Legislators Expect to Consider Malpractice Reforms in February Session
January 12, 2012— Malpractice reform has caught the attention of healthcare professionals at the national level because of its economic impact on reducing costs. A study conducted in 2010 by Amitabh Chandra, PhD, an economist and professor of public policy at Harvard Kennedy School of Government, estimated that 2.4% or approximately $60 billion annually could be attributed to malpractice claims.
The consultants are looking into the role of defensive medicine and overutilization on medical costs, and conducting a survey among 2,500 physicians to determine how they deal with medical procedures that could lead to a liability claim.
The benefits and impacts of liability reform will become part of their report along with how medical liability cases have been handled. The consultants' work will provide information to the Legislature to determine if Oregon will benefit from the implementation of reform options, including whether to alter the maximum amount of non-economic damages, called a cap, that someone could receive in a malpractice lawsuit.
Currently, Oregon has a $500,000 limit on non-economic damages. The Oregon Supreme Court has ruled that the cap is invalid except for causes of action that did not apply in 1857 when the state's constitution was written. The exceptions are for wrongful death and pre-natal injury cases.

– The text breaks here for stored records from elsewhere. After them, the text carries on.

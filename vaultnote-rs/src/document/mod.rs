//! Parsed note model.
//!
//! A [`Document`] owns the note's lines (raw text and terminators kept) and
//! the structure derived from them: the metadata header, the sections and the
//! task forest. Serializing concatenates the lines, so an unedited document
//! reproduces its source exactly. Edits (see [`edit`]) splice line ranges and
//! then rebuild the derived structure.

pub mod edit;
pub mod section;

pub use edit::Splice;
pub use section::{Section, SectionItem};

use crate::error::{Result, VaultError};
use crate::parser::frontmatter::{FieldValue, MetadataHeader};
use crate::parser::line::{classify, join_lines, Line};
use crate::parser::task::{build_task_forest, flatten, TaskNode};
use crate::parser::ParseIssue;
use serde::{Deserialize, Serialize};

/// Formatting defaults for lines the engine has to invent.
#[derive(Debug, Clone, Copy, PartialEq, Eq)]
pub struct EditStyle {
    /// Indent step for nested tasks when the note has no nesting to copy.
    pub indent_width: usize,
    /// Heading level of sections created by `add_task`.
    pub section_level: u8,
}

impl Default for EditStyle {
    fn default() -> Self {
        Self {
            indent_width: 2,
            section_level: 2,
        }
    }
}

/// A handle to one task, taken from a parsed document.
///
/// Tasks have no identity beyond their position, so the handle records the
/// line together with the text and depth it expects to find there.
#[derive(Debug, Clone, PartialEq, Eq, Hash, Serialize, Deserialize)]
pub struct TaskRef {
    pub line: usize,
    pub text: String,
    pub depth: usize,
}

impl From<&TaskNode> for TaskRef {
    fn from(node: &TaskNode) -> Self {
        Self {
            line: node.line,
            text: node.text.clone(),
            depth: node.depth,
        }
    }
}

/// Completion counts for a set of tasks.
#[derive(Debug, Clone, Copy, Default, PartialEq, Serialize)]
pub struct TaskStats {
    pub total: usize,
    pub completed: usize,
    pub pending: usize,
    /// Completed over total, 0.0 when there are no tasks.
    pub completion_ratio: f64,
}

impl TaskStats {
    pub fn from_tasks<'a>(tasks: impl IntoIterator<Item = &'a TaskNode>) -> Self {
        let mut stats = TaskStats::default();
        for task in tasks {
            stats.total += 1;
            if task.checked {
                stats.completed += 1;
            } else {
                stats.pending += 1;
            }
        }
        if stats.total > 0 {
            stats.completion_ratio = stats.completed as f64 / stats.total as f64;
        }
        stats
    }

    pub fn add(&mut self, other: &TaskStats) {
        self.total += other.total;
        self.completed += other.completed;
        self.pending += other.pending;
        self.completion_ratio = if self.total > 0 {
            self.completed as f64 / self.total as f64
        } else {
            0.0
        };
    }
}

/// A parsed note.
#[derive(Debug, Clone)]
pub struct Document {
    lines: Vec<Line>,
    header: MetadataHeader,
    body_start: usize,
    sections: Vec<Section>,
    tasks: Vec<TaskNode>,
    issues: Vec<ParseIssue>,
    style: EditStyle,
    dirty: bool,
}

impl Document {
    /// Parse note text. Never fails: malformed regions stay opaque and are
    /// reported through [`Document::issues`].
    pub fn parse(text: &str) -> Self {
        Self::parse_with_style(text, EditStyle::default())
    }

    pub fn parse_with_style(text: &str, style: EditStyle) -> Self {
        let classified = classify(text);
        let mut issues = classified.issues;
        let lines = classified.lines;

        let (header, body_start) = match classified.header {
            Some((open, close)) => (MetadataHeader::parse(&lines, open, close, &mut issues), close + 1),
            None => (MetadataHeader::empty(), 0),
        };
        issues.sort_by_key(|i| i.line);

        let sections = section::build_sections(&lines, body_start);
        let tasks = build_task_forest(&lines, body_start..lines.len());

        Self {
            lines,
            header,
            body_start,
            sections,
            tasks,
            issues,
            style,
            dirty: false,
        }
    }

    /// Reconstruct the note text.
    pub fn serialize(&self) -> String {
        join_lines(&self.lines)
    }

    pub fn lines(&self) -> &[Line] {
        &self.lines
    }

    pub fn header(&self) -> &MetadataHeader {
        &self.header
    }

    /// Index of the first line after the header.
    pub fn body_start(&self) -> usize {
        self.body_start
    }

    pub fn sections(&self) -> &[Section] {
        &self.sections
    }

    pub fn style(&self) -> EditStyle {
        self.style
    }

    /// Diagnostics for regions that were kept as opaque text.
    pub fn issues(&self) -> &[ParseIssue] {
        &self.issues
    }

    /// Whether the document was edited since it was parsed or last marked clean.
    pub fn is_dirty(&self) -> bool {
        self.dirty
    }

    pub fn mark_clean(&mut self) {
        self.dirty = false;
    }

    pub fn get_metadata(&self, key: &str) -> Option<&FieldValue> {
        self.header.get(key)
    }

    pub fn tags(&self) -> Vec<String> {
        self.header.tags()
    }

    /// Root-level tasks of the whole note, in document order.
    pub fn tasks(&self) -> &[TaskNode] {
        &self.tasks
    }

    /// Every task in document order.
    pub fn flat_tasks(&self) -> Vec<&TaskNode> {
        flatten(&self.tasks)
    }

    pub fn pending_tasks(&self) -> Vec<&TaskNode> {
        self.flat_tasks().into_iter().filter(|t| !t.checked).collect()
    }

    pub fn completed_tasks(&self) -> Vec<&TaskNode> {
        self.flat_tasks().into_iter().filter(|t| t.checked).collect()
    }

    pub fn task_stats(&self) -> TaskStats {
        TaskStats::from_tasks(self.flat_tasks())
    }

    pub fn section(&self, name: &str) -> Option<&Section> {
        section::find_section(&self.sections, name)
    }

    /// Root tasks within a section, subsections included.
    pub fn tasks_in_section(&self, name: &str) -> Option<Vec<&TaskNode>> {
        let span = self.section(name)?.span.clone();
        Some(self.tasks.iter().filter(|t| span.contains(&t.line)).collect())
    }

    pub fn task_at_line(&self, line: usize) -> Option<&TaskNode> {
        self.flat_tasks().into_iter().find(|t| t.line == line)
    }

    /// The first task whose trimmed text equals `text` (trimmed). When
    /// `target` is given, the first such task not already in that state is
    /// preferred.
    pub fn find_task(&self, text: &str, target: Option<bool>) -> Option<&TaskNode> {
        let text = text.trim();
        let mut matches = self.flat_tasks().into_iter().filter(|t| t.text.trim() == text);
        let first = matches.next()?;
        match target {
            Some(state) if first.checked == state => matches.find(|t| t.checked != state).or(Some(first)),
            _ => Some(first),
        }
    }

    /// Look up the task a handle points at, failing if the line no longer
    /// holds that task.
    pub fn resolve(&self, task: &TaskRef) -> Result<&TaskNode> {
        match self.task_at_line(task.line) {
            Some(node) if node.text == task.text && node.depth == task.depth => Ok(node),
            found => Err(VaultError::TaskRefStale {
                line: task.line,
                expected: task.text.clone(),
                found: found
                    .map(|n| n.text.clone())
                    .or_else(|| self.lines.get(task.line).map(|l| l.body().to_string()))
                    .unwrap_or_default(),
            }),
        }
    }

    /// Replace the derived structure after the lines changed.
    fn rebuild(&mut self) {
        let text = join_lines(&self.lines);
        let mut rebuilt = Self::parse_with_style(&text, self.style);
        rebuilt.dirty = true;
        *self = rebuilt;
    }
}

The consultants from Harvard’s Department of Health Policy and Management include Michelle Mello, PhD, chair of the HSPH Institutional Review Board; Dr. Allen Kachalia, medical director for quality and safety at Brigham & Women's Hospital in Boston, and Kate Baicker, PhD, who served as a member of the President’s Council of Economic Advisers.
Also, both Florida and Nevada have placed limits on damages that arise when a patient is treated in a hospital emergency room. And four states -- Arizona, Kentucky, Pennsylvania, and Wyoming- explicitly prohibit caps on medical liability damages in their constitution.
The American Academy of Family Physicians, the American Medical Association and the American Tort Reform Association, recommend a $250,000 cap on non-economic damages.